Unease settled over me, but when I looked at my dad, I shrugged it off. There was no time to stew over Lachlan’s distant behavior. We had an estate to secure—and a killer to find.
* * *
After kissing Lucy’s warm cheek, I leaned away from her and returned her soft smile. Hers was sleepy but at least it was there. “I’m glad you’re okay.”
“Me too, gorgeous,” she murmured and closed her eyes.
I drifted away from her bed, my attention moving to Lachlan who stood at the footboard watching his friend, steadfastly not looking at me.

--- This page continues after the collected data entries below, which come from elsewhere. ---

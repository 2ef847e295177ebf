#![no_std]
#![forbid(unsafe_code)]

//! Active-object runtime: the registry, the priority-sorted ready list, and
//! the run-to-completion scheduler that ties a [`MessageQueue`]-backed
//! [`Active`] object to the rest of the kernel.
//!
//! [`MessageQueue`]: aomk_queue::MessageQueue

mod active;
mod scheduler;

pub use active::{Active, ActiveObject, AoState};
pub use scheduler::{
    active_object_create, current_priority, current_time, kernel_init, on_sys_tick, schedule,
    scheduler_activate_ao, scheduler_run, MAX_ACTIVE_OBJECTS,
};

#[cfg(test)]
extern crate std;

#[cfg(test)]
mod tests {
    use super::*;
    use aomk_core::{Hooks, KernelError, Priority};
    use core::sync::atomic::{AtomicU32, Ordering};

    static PINGS: AtomicU32 = AtomicU32::new(0);
    static LAST_ID: AtomicU32 = AtomicU32::new(0);

    #[derive(Debug, Clone, Copy, PartialEq, Eq)]
    struct Ping(u32);

    impl aomk_core::Message for Ping {
        fn id(&self) -> u32 {
            self.0
        }
    }

    fn handle_ping(msg: Ping) {
        PINGS.fetch_add(1, Ordering::SeqCst);
        LAST_ID.store(msg.0, Ordering::SeqCst);
    }

    static HIGH: Active<Ping, 4> = Active::new(0, Priority::new(1), handle_ping);
    static LOW: Active<Ping, 4> = Active::new(1, Priority::new(5), handle_ping);

    // Every test shares the one process-wide kernel singleton and the
    // HIGH/LOW statics, so tests must not run concurrently with each other.
    static TEST_GUARD: std::sync::Mutex<()> = std::sync::Mutex::new(());

    fn reset() -> std::sync::MutexGuard<'static, ()> {
        let guard = TEST_GUARD.lock().unwrap_or_else(|poisoned| poisoned.into_inner());
        scheduler::reset_for_test();
        PINGS.store(0, Ordering::SeqCst);
        LAST_ID.store(0, Ordering::SeqCst);
        kernel_init(Hooks::default());
        active_object_create(&HIGH).unwrap();
        active_object_create(&LOW).unwrap();
        guard
    }

    #[test]
    fn posting_readies_and_activation_drains_the_queue() {
        let _guard = reset();
        HIGH.post(Ping(7)).unwrap();
        assert_eq!(HIGH.state(), AoState::Ready);

        scheduler_activate_ao();

        assert_eq!(PINGS.load(Ordering::SeqCst), 1);
        assert_eq!(LAST_ID.load(Ordering::SeqCst), 7);
        assert_eq!(HIGH.state(), AoState::Waiting);
        assert_eq!(current_priority(), Priority::NONE);
    }

    #[test]
    fn higher_priority_ao_activates_before_a_lower_one() {
        let _guard = reset();
        LOW.post(Ping(1)).unwrap();
        HIGH.post(Ping(2)).unwrap();

        // Both are ready; activation should visit HIGH (priority 1) first.
        scheduler_activate_ao();

        assert!(HIGH.is_empty());
        assert!(LOW.is_empty());
        assert_eq!(PINGS.load(Ordering::SeqCst), 2);
    }

    #[test]
    fn schedule_reports_true_only_when_ready_outranks_current() {
        let _guard = reset();
        assert!(!schedule());

        LOW.post(Ping(1)).unwrap();
        assert!(schedule());
    }

    #[test]
    fn kernel_init_runs_on_init_hook_exactly_once() {
        let _guard = reset();
        static CALLS: AtomicU32 = AtomicU32::new(0);
        fn bump() {
            CALLS.fetch_add(1, Ordering::SeqCst);
        }
        kernel_init(Hooks { on_init: Some(bump), on_idle: None, on_tick: None });
        assert_eq!(CALLS.load(Ordering::SeqCst), 1);
    }

    #[test]
    fn calls_made_before_kernel_init_fail_with_uninitialized() {
        let _guard = TEST_GUARD.lock().unwrap_or_else(|poisoned| poisoned.into_inner());
        scheduler::reset_for_test();

        assert_eq!(active_object_create(&HIGH), Err(KernelError::Uninitialized));
        assert_eq!(HIGH.post(Ping(1)), Err(KernelError::Uninitialized));

        kernel_init(Hooks::default());
        active_object_create(&HIGH).unwrap();
        assert!(HIGH.post(Ping(1)).is_ok());
    }

    #[test]
    fn on_sys_tick_advances_time_and_runs_the_tick_hook() {
        let _guard = reset();
        static TICKS: AtomicU32 = AtomicU32::new(0);
        fn bump() {
            TICKS.fetch_add(1, Ordering::SeqCst);
        }
        kernel_init(Hooks { on_init: None, on_idle: None, on_tick: Some(bump) });
        let before = current_time().raw();
        on_sys_tick();
        assert_eq!(current_time().raw(), before + 1);
        assert_eq!(TICKS.load(Ordering::SeqCst), 1);
    }
}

That niggle in my gut returned.
I was surprised Lucy hadn’t upped and fled Ardnoch, but Lachlan said she insisted on staying, that no one was chasing her away while he needed her.
Did he need her?
Studying him watching over her like a grim guardian angel, I thought perhaps he did.
“I can stay,” I offered. “Let you sleep.”
He shook his head. “No. I’m good here.”
There was an unpleasant twinge in my chest. “I could keep you company, if you need to talk.”
Now he looked at me. “I don’t. You should go. There are things to be done. Aren’t there?”
He was so cold.
So far away.
I experienced another pained sensation. “Right. Well, I’m around if you …” I trailed off and stalked out of the bedroom. Squeezing past Lucy’s bodyguards, I strolled down the hall with my head held high.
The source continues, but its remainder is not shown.